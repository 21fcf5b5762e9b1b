//! docsync store - file layer
//!
//! Provides:
//! - format-preserving YAML documents (`StructuredDocument`)
//! - the per-run `DocumentStore` with atomic per-file flushes
//! - the `EntityIndex` scan over the project's documentation tree
//! - `docsync.toml` project settings
//! - loaders for the JSON inputs (catalog, foreign keys, model dependencies)

pub mod atomic;
pub mod config;
pub mod document;
pub mod errors;
pub mod index;
pub mod inputs;
pub mod store;

// Re-export key types
pub use config::{DuplicatePolicy, ProjectSettings};
pub use document::{NodeRef, StructuredDocument};
pub use errors::Result;
pub use index::{EntityCollision, EntityIndex, EntityLocation};
pub use store::{DocumentStore, FlushFailure, FlushReport};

AIM OF THE TASK: Set down each line of the material above without a single alteration.

RESULT FOR THIS EXERCISE:
repository 21fcf5b5762e9b1b
//! docsync store - file layer
//!
//! Provides:
//! - format-preserving YAML documents (`StructuredDocument`)
//! - the per-run `DocumentStore` with atomic per-file flushes
//! - the `EntityIndex` scan over the project's documentation tree
//! - `docsync.toml` project settings
//! - loaders for the JSON inputs (catalog, foreign keys, model dependencies)

pub mod atomic;
pub mod config;
pub mod document;
pub mod errors;
pub mod index;
pub mod inputs;
pub mod store;

// Re-export key types
pub use config::{DuplicatePolicy, ProjectSettings};
pub use document::{NodeRef, StructuredDocument};
pub use errors::Result;
pub use index::{EntityCollision, EntityIndex, EntityLocation};
pub use store::{DocumentStore, FlushFailure, FlushReport};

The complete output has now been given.